„Doppelpass ist Blödsinn“
Der Extrembergsteiger Reinhold Messner will auch für italienischsprachige Südtiroler und die Trentiner, die Möglichkeit, die österreichische Staatsbürgerschaft zu erlangen. Im TAGESZEITUNG-Interview macht er seinen Standpunkt klar.
TAGESZEITUNG Online: Herr Messner, Sie haben sich in der Diskussion rund um den Doppelpass, für die Möglichkeit ausgesprochen, dass auch italienischsprachige Südtiroler und Trentiner diesen erlangen können sollten. Warum?
Reinhold Messner: Es handelt sich dabei um eine rein historisch-politische Aussage. Wenn man diese Doppelpass-Blödsinn weiter führt, dann muss klar allen sein – auch jenen Südtirolern, die den Doppelpass nutzen, um ihre Wähler zu fangen – dass die Trentiner und die italienischen Südtiroler das gleiche Recht an einer österreichischen Staatsbürgerschaft haben. Ansonsten sind wir völlig außerhalb unserer Historie.

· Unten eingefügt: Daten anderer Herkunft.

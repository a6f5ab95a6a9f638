//! # Handle-Mem
//!
//! Small generic primitives that make the lifetime and type validity of a
//! value something the compiler (or a cheap runtime check) enforces.
//!
//! ## Features
//!
//! - **Exclusive handles**: one owner, explicit transfer, release exactly once
//! - **Shared handles**: value and count in one allocation, atomic or `Cell` counting via `CountPolicy`
//! - **Bounded views**: borrowed (pointer, length) pairs with checked indexing
//! - **Tagged unions**: closed sum types with checked extraction and exhaustive visitation
//! - **Optional**: value-or-absent with reported, never silent, absent access
//! - **Guarded / SharedCell**: scoped locking and QCell owner-checked mutation for shared values
//!
//! ## Quick Start
//!
//! ```rust
//! use handle_mem::{Exclusive, Shared, View};
//!
//! let mut owner = Exclusive::acquire(vec![0, 1, 2, 3, 4]);
//! let moved = owner.transfer();
//! assert!(owner.is_empty());
//!
//! let shared = moved.into_inner().map(Shared::acquire).unwrap();
//! let view = View::new(shared.as_slice(), 2, 2).unwrap();
//! assert_eq!(view.as_slice(), &[2, 3]);
//! assert!(view.get(2).is_err());
//! ```

mod cell;
mod error;
mod exclusive;
mod guard;
mod optional;
mod policy;
mod shared;
mod tagged;
mod union;
mod view;

pub use cell::{CellOwner, SharedCell};
pub use error::{ErrorKind, MemError, Result};
pub use exclusive::Exclusive;
pub use guard::{Guarded, GuardedRef};
pub use optional::Optional;
pub use policy::{CountPolicy, Counter, DefaultPolicy, SingleThreaded, ThreadSafe};
pub use shared::{ControlBlock, LocalShared, Shared, SharedHandle};
pub use union::{Alternative, Slot, Union2, Union3, Union4, Visit2, Visit3, Visit4};
pub use view::{View, ViewMut};

#[doc(hidden)]
pub use log as __log;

Beispielsweise haben die Trentiner Südtirol, oder Tirol, oder eben das damalige Kaiserreich, auf dieselbe Weise im Krieg zwischen 1915 und 1918 verteidigt, wie es auch die Südtiroler Standschützen getan haben. Es geht in dieser Sache also um eine historische Angelegenheit, die wir kennen müssen. Wenn schon solche Vorschläge, wie nur die Deutschen und die Ladiner in den Doppelpass einzuschließen, gemacht werden, dann bringt das nur Unfrieden. Es zeigt auch, dass die Herrschaften, die diesen Vorschlag eingebracht haben, von Historie – der Basis der zukünftigen Politik – keine Ahnung haben.
Sind Sie grundsätzlich für die Einführung des Doppelpasses oder dagegen?
Ich halte die Einführung des Doppelpasses für einen Blödsinn. Wir brauchen ihn einfach nicht. Ich bin wie Landeshauptmann Kompatscher dafür, dass wir auf einen europäischen Pass hinarbeiten sollten.
Aber wenn dieser Blödsinn schon gemacht wird, dann muss man das Ganze historisch untermauern. Schließlich kann man nicht einfach hergehen und sagen, dass nur die Deutschsprachigen und die Ladiner die österreichische Staatsbürgerschaft beantragen können. Das klingt ja sonst nach einem Ahnenpass: Nur die Deutschen und die Ladiner, oder gar nur die, die im Kaiserreich Wurzeln haben.
Wo sind wir denn angekommen? Wir wollen doch nicht in die Dreißiger Jahre zurückkehren. In erster Linie geht es mir um ein friedliches Zusammenleben aller Südtiroler, egal ob deutscher, ladinischer oder italienischer Muttersprache. Allerdings war auch das Trentino Teil von Tirol – es war das sogenannte Welsch-Tirol.
Bis 1918 gehörte auch das Trentino zum damaligen Österreich-Ungarn. Außerdem haben auch die Trentiner für das damalige Kaiserreich gekämpft: Nicht nur an der Heimatfront, sondern vor allem in Galizien und in Russland. Dort haben der Kaiser und seine Generäle ja Tausende Trentiner verheizt.
11Was erhoffen Sie sich von den Verhandlungen zwischen Rom und Wien?
Man darf diese ganze Diskussion nicht so billig führen! Das ist reiner Populismus vonseiten der Freiheitlichen. Die Volkspartei hat ja bereits etwas zurückgerudert. Fakt ist, dass die ganze Angelegenheit nur Unfrieden stiftet. Vor allem werden wir uns doch nicht von ein paar österreichischen Rechtsradikalen sagen lassen, was wir zu tun haben.
Ich erwarte, dass Herr Kurz diesem Drängen der Freiheitlichen, die ja anscheinend diejenigen sind, die in Österreich das Sagen haben, Stand hält und diese Thematik hintergründig diskutieren lässt.
Sollte die SVP in dieser Angelegenheit einen schärferen Kurs einschlagen?
Nein, die SVP hat einfach einen anfänglichen Fehler begangen. Diesen Fehler hat die Partei auch schon lange bereut. Einen schärferen Kurs der SVP braucht es nicht. Was es braucht, ist ein Einschreiten vom österreichischen Bundeskanzler Sebastian Kurz: Er sollte klar stellen, dass ein Doppelpass für Südtiroler nicht notwendig ist. Die Südtiroler-Frage lösen die Südtiroler schon selbst. Wenn Südtirol schon so eine Herzensangelegenheit in Österreich ist, wie immer betont wird, dann sollen sie endlich in diesem Punkt schweigen und einfach nie wieder mit einer Schließung der Brennergrenze drohen.